Il convient de préciser que dans le même temps, alors que la procédure était en cours devant la juridiction ordinale, ce pharmacien a fait l’objet d’un testing, pratique en principe prohibé dans ce genre d’affaire. Dénoncé par le planning familial, un article a été publié dans la presse locale, immédiatement repris par la presse nationale, avant la décision du conseil régional de l’ordre.

L’appel formé à l’encontre de la décision de première instance a été rejeté le 4 juillet 2017 par la chambre de discipline du conseil national de l’ordre des pharmaciens (décision rendue publique le 24 juillet). Suivant l’ordre hiérarchique des juridictions, le pharmacien a alors saisi le Conseil d’Etat.

Dans notre procédure administrative, un pourvoi devant le Conseil d’Etat n’est pas automatiquement reçu. Selon l’article L 822-1 du code de justice administrative « le pourvoi en cassation devant le Conseil d’Etat fait l’objet d’une procédure préalable d’admission. L’admission est refusée par décision juridictionnelle si le pourvoi est irrecevable ou n’est fondé sur aucun moyen sérieux ».

Par sa décision du 22 décembre dernier, le Conseil d’Etat a donc considéré qu’« aucun de ces moyens n’est de nature à permettre l’admission du pourvoi ». Cette décision est d’autant plus facile qu’elle ne fait l’objet d’aucune motivation.

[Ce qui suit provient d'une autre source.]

// Copyright (c) Microsoft Corporation.
// Licensed under the MIT License.

use std::fmt;

use serde::{Deserialize, Serialize};

use crate::opcode::Opcode;

/// Opaque position marker within a method body.
///
/// Labels are compared by identity only. A label may be referenced (as a jump
/// target or try-block bound) before it is placed in the event stream.
#[derive(Clone, Copy, Debug, Deserialize, Eq, Hash, Ord, PartialEq, PartialOrd, Serialize)]
#[serde(transparent)]
pub struct Label(pub u32);

impl Label {
    pub fn index(self) -> usize {
        self.0 as usize
    }
}

impl fmt::Display for Label {
    fn fmt(&self, f: &mut fmt::Formatter<'_>) -> fmt::Result {
        write!(f, "L{:02}", self.0)
    }
}

/// Index of an instrumentation point in the class-wide probe array.
#[derive(Clone, Copy, Debug, Deserialize, Eq, Hash, Ord, PartialEq, PartialOrd, Serialize)]
#[serde(transparent)]
pub struct ProbeId(pub u32);

impl ProbeId {
    pub fn index(self) -> usize {
        self.0 as usize
    }
}

impl fmt::Display for ProbeId {
    fn fmt(&self, f: &mut fmt::Formatter<'_>) -> fmt::Result {
        write!(f, "p{}", self.0)
    }
}

/// Outgoing edge of a switch instruction that may be measured by its own probe.
#[derive(Clone, Copy, Debug, Deserialize, Eq, PartialEq, Serialize)]
pub struct SwitchTarget {
    pub label: Label,

    #[serde(default, skip_serializing_if = "Option::is_none")]
    pub probe: Option<ProbeId>,
}

impl SwitchTarget {
    pub fn new(label: Label) -> Self {
        Self { label, probe: None }
    }

    pub fn with_probe(label: Label, probe: ProbeId) -> Self {
        Self {
            label,
            probe: Some(probe),
        }
    }
}

/// Exception handler range, as declared in the method's exception table.
#[derive(Clone, Debug, Deserialize, Eq, PartialEq, Serialize)]
pub struct TryCatchBlock {
    pub start: Label,
    pub end: Label,
    pub handler: Label,

    /// Internal name of the caught exception type. `None` marks a catch-all
    /// handler, as emitted for `finally` blocks.
    #[serde(default)]
    pub catch_type: Option<String>,
}

impl TryCatchBlock {
    pub fn new(start: Label, end: Label, handler: Label, catch_type: Option<&str>) -> Self {
        Self {
            start,
            end,
            handler,
            catch_type: catch_type.map(str::to_owned),
        }
    }

    pub fn is_finally(&self) -> bool {
        self.catch_type.is_none()
    }
}

/// One structural event of a method body, in emission order.
///
/// The `*WithProbe(s)` variants are produced by the probe-insertion pass for
/// edges it decided to measure directly.
#[derive(Clone, Debug, Deserialize, Eq, PartialEq, Serialize)]
#[serde(tag = "kind", rename_all = "snake_case")]
pub enum MethodEvent {
    Label {
        label: Label,
    },
    LineNumber {
        line: u32,
        start: Label,
    },
    Insn {
        opcode: Opcode,
    },
    InsnWithProbe {
        opcode: Opcode,
        probe: ProbeId,
    },
    Jump {
        opcode: Opcode,
        target: Label,
    },
    JumpWithProbe {
        opcode: Opcode,
        target: Label,
        probe: ProbeId,
    },
    TableSwitch {
        min: i32,
        max: i32,
        default: Label,
        targets: Vec<Label>,
    },
    TableSwitchWithProbes {
        min: i32,
        max: i32,
        default: SwitchTarget,
        targets: Vec<SwitchTarget>,
    },
    LookupSwitch {
        default: Label,
        keys: Vec<i32>,
        targets: Vec<Label>,
    },
    LookupSwitchWithProbes {
        default: SwitchTarget,
        keys: Vec<i32>,
        targets: Vec<SwitchTarget>,
    },
    TryCatch(TryCatchBlock),
    Probe {
        probe: ProbeId,
    },
}

impl MethodEvent {
    /// Opcode of the instruction this event emits, if any.
    pub fn opcode(&self) -> Option<Opcode> {
        match self {
            Self::Insn { opcode }
            | Self::InsnWithProbe { opcode, .. }
            | Self::Jump { opcode, .. }
            | Self::JumpWithProbe { opcode, .. } => Some(*opcode),
            Self::TableSwitch { .. } | Self::TableSwitchWithProbes { .. } => {
                Some(Opcode::TABLESWITCH)
            }
            Self::LookupSwitch { .. } | Self::LookupSwitchWithProbes { .. } => {
                Some(Opcode::LOOKUPSWITCH)
            }
            Self::Label { .. } | Self::LineNumber { .. } | Self::TryCatch(_) | Self::Probe { .. } => {
                None
            }
        }
    }

    /// Labels a switch event may branch to: the default first, then the
    /// case targets in declaration order, repeats included.
    pub fn switch_labels(&self) -> Option<Vec<Label>> {
        match self {
            Self::TableSwitch {
                default, targets, ..
            }
            | Self::LookupSwitch {
                default, targets, ..
            } => Some(std::iter::once(*default).chain(targets.iter().copied()).collect()),
            Self::TableSwitchWithProbes {
                default, targets, ..
            }
            | Self::LookupSwitchWithProbes {
                default, targets, ..
            } => Some(
                std::iter::once(default.label)
                    .chain(targets.iter().map(|t| t.label))
                    .collect(),
            ),
            _ => None,
        }
    }
}

#[cfg(test)]
mod tests {
    use pretty_assertions::assert_eq;
    use serde_json::json;

    use super::*;

    #[test]
    fn test_event_json_shape() -> Result<(), serde_json::Error> {
        let events = vec![
            MethodEvent::Label { label: Label(0) },
            MethodEvent::LineNumber {
                line: 1001,
                start: Label(0),
            },
            MethodEvent::JumpWithProbe {
                opcode: Opcode::IFEQ,
                target: Label(1),
                probe: ProbeId(0),
            },
            MethodEvent::TryCatch(TryCatchBlock::new(Label(0), Label(1), Label(2), None)),
            MethodEvent::TableSwitchWithProbes {
                min: 1,
                max: 2,
                default: SwitchTarget::new(Label(3)),
                targets: vec![
                    SwitchTarget::with_probe(Label(4), ProbeId(1)),
                    SwitchTarget::new(Label(3)),
                ],
            },
        ];

        let text = serde_json::to_value(&events)?;
        assert_eq!(
            text,
            json!([
                { "kind": "label", "label": 0 },
                { "kind": "line_number", "line": 1001, "start": 0 },
                { "kind": "jump_with_probe", "opcode": 153, "target": 1, "probe": 0 },
                { "kind": "try_catch", "start": 0, "end": 1, "handler": 2, "catch_type": null },
                {
                    "kind": "table_switch_with_probes",
                    "min": 1,
                    "max": 2,
                    "default": { "label": 3 },
                    "targets": [ { "label": 4, "probe": 1 }, { "label": 3 } ],
                },
            ])
        );

        let de: Vec<MethodEvent> = serde_json::from_value(text)?;
        assert_eq!(de, events);

        Ok(())
    }

    #[test]
    fn test_event_opcode() {
        assert_eq!(MethodEvent::Insn { opcode: Opcode::NOP }.opcode(), Some(Opcode::NOP));
        assert_eq!(
            MethodEvent::LookupSwitch {
                default: Label(0),
                keys: vec![],
                targets: vec![],
            }
            .opcode(),
            Some(Opcode::LOOKUPSWITCH)
        );
        assert_eq!(MethodEvent::Probe { probe: ProbeId(3) }.opcode(), None);
    }

    #[test]
    fn test_switch_labels_keep_repeats() {
        let event = MethodEvent::TableSwitch {
            min: 1,
            max: 3,
            default: Label(3),
            targets: vec![Label(1), Label(2), Label(1)],
        };

        assert_eq!(
            event.switch_labels(),
            Some(vec![Label(3), Label(1), Label(2), Label(1)])
        );
    }
}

Quels sont les donc les moyens avancés par le pharmacien qui ne sont pas considérés comme « sérieux » ? Ils sont cités dans la décision et tournent autour des questions suivantes : la constitution même de la faute (le refus de vente n’est pas avéré), la classification et le fonctionnement du stérilet (contraceptif ou contragestif ?), le devoir d’information des pharmaciens sur les modes d’action des différentes « contraceptions », la prétendue autorisation de mise sur le marché du stérilet (une telle autorisation n’existe que pour un médicament) et enfin la liberté de conscience des pharmaciens.

Parmi ceux-ci, n’y a-t-il donc aucun moyen « sérieux » pour justifier une procédure devant la plus haute juridiction administrative française ? Pour ne citer qu’un seul des moyens évoqués, un an et demi après les vifs débats causés par l’éventualité d’intégrer une clause de conscience pour les pharmaciens dans le code de déontologie de la profession, le Conseil d’Etat estime purement et simplement que ce n’est pas un moyen d’action « sérieux ». Faut-il donc comprendre que l’une des préoccupations professionnelles majeures de cette profession sort purement et simplement du champ juridique ? La question vaut tout autant pour les autres moyens avancés dans le pourvoi.

Un recours est donc formé devant la Cour Européenne des Droits de l’Homme qui se saisira, nous l’espérons, de cette affaire.